The Law of Diminishing Marginal Utility Class 11 CBSE MICROECONOMICS
When the tops of these blocks are joined by a smooth line, we obtain the MU curve. So long as the TU curve is rising, the MU curve is falling. When the former reaches the highest point Q1 the latter touches the X-axis at point С where the MU is zero. When the TU curve starts falling from Q onwards, the MU becomes negative from С onwards.
One more way to measure Utility
Any point outside the area is a non-attainable combination, which the consumer cannot afford to buy. The law of demand is founded on this principle, as the concept of reduced pricing is related to the Law of Diminishing Marginal Utility. When TU is at its maximum point, MU becomes zero; i.e., when the 5th burger is consumed. The relationship between TU and MU can be explained with the help of the following schedule and diagram.
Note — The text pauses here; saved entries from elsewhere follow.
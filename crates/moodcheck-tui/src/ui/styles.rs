use ratatui::style::{Color, Modifier, Style};

use moodcheck_core::models::Polarity;

// Color palette
pub const PRIMARY: Color = Color::Rgb(64, 128, 192);
pub const POSITIVE: Color = Color::Rgb(96, 160, 96);
pub const ACCENT: Color = Color::Rgb(192, 160, 64);
pub const ERROR: Color = Color::Rgb(192, 64, 64);
pub const MUTED: Color = Color::Rgb(128, 128, 128);
pub const HIGHLIGHT: Color = Color::Rgb(48, 48, 64);

// Styles
pub fn title_style() -> Style {
    Style::default().fg(PRIMARY).add_modifier(Modifier::BOLD)
}

pub fn selected_style() -> Style {
    Style::default()
        .bg(HIGHLIGHT)
        .add_modifier(Modifier::BOLD)
}

pub fn list_item_style() -> Style {
    Style::default().fg(Color::White)
}

pub fn muted_style() -> Style {
    Style::default().fg(MUTED)
}

pub fn highlight_style() -> Style {
    Style::default().fg(ACCENT)
}

pub fn success_style() -> Style {
    Style::default().fg(POSITIVE)
}

pub fn error_style() -> Style {
    Style::default().fg(ERROR)
}

pub fn border_style(focused: bool) -> Style {
    if focused {
        Style::default().fg(PRIMARY)
    } else {
        Style::default().fg(MUTED)
    }
}

pub fn status_bar_style() -> Style {
    Style::default().bg(Color::Rgb(32, 32, 40)).fg(Color::White)
}

pub fn help_key_style() -> Style {
    Style::default()
        .fg(ACCENT)
        .add_modifier(Modifier::BOLD)
}

pub fn help_desc_style() -> Style {
    Style::default().fg(Color::White)
}

/// Green, red or amber depending on the sentiment
pub fn polarity_color(polarity: Polarity) -> Color {
    match polarity {
        Polarity::Positive => POSITIVE,
        Polarity::Negative => ERROR,
        Polarity::Neutral => ACCENT,
    }
}

pub fn polarity_style(polarity: Polarity) -> Style {
    Style::default()
        .fg(polarity_color(polarity))
        .add_modifier(Modifier::BOLD)
}
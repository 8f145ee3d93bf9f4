//! Data models exchanged with the sentiment backend.
//!
//! - `LoginRequest`, `LoginResult`: the credential exchange on `/login`
//! - `AnalysisRequest`, `AnalysisResult`: text classification on `/predict`
//! - `Polarity`: normalized sentiment used for display

pub mod analysis;
pub mod auth;

pub use analysis::{AnalysisRequest, AnalysisResult, Polarity};
pub use auth::{LoginRequest, LoginResult};
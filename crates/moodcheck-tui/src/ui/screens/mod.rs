//! Per-screen content rendering.

pub mod analysis;
pub mod login;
With the help of the above schedule the relationship between MU and TU can be represented in the diagram.
This law states that as a consumer consumes more and more units of a specific commodity, the utility (satisfaction) derived from each successive unit consumption goes on falling. Marginal utility is the addition made to total utility by having an additional unit of the commodity. When the consumer consumes the third apple, the total utility becomes 45 utils. Thus, marginal utility of the third apple is 10 utils (45—35).
Theory of Consumer Behaviour Class 12 Notes: CBSE Microeconomics Chapter 2
MU can also be calculated when the change in units consumed is more than one. In the above example, let us assume that 1 util is equal to ₹1. Now, the utility derived from the consumption of cake will be ₹15, which is known as the value of utility in terms of money.
Content: Marginal Utility (MU)
This is the point where the slope of both, the indifference curve and budget line are equal to each other. The when mu is falling tu is budget constraint includes all the different combinations of goods or products that a person can afford based on the cost of goods and consumer income. The budget line is a graphical representation of all the bundles that cost the same as the consumer’s income. The budget line depicts two different combinations of goods that a consumer can buy based on his or her income and commodity prices.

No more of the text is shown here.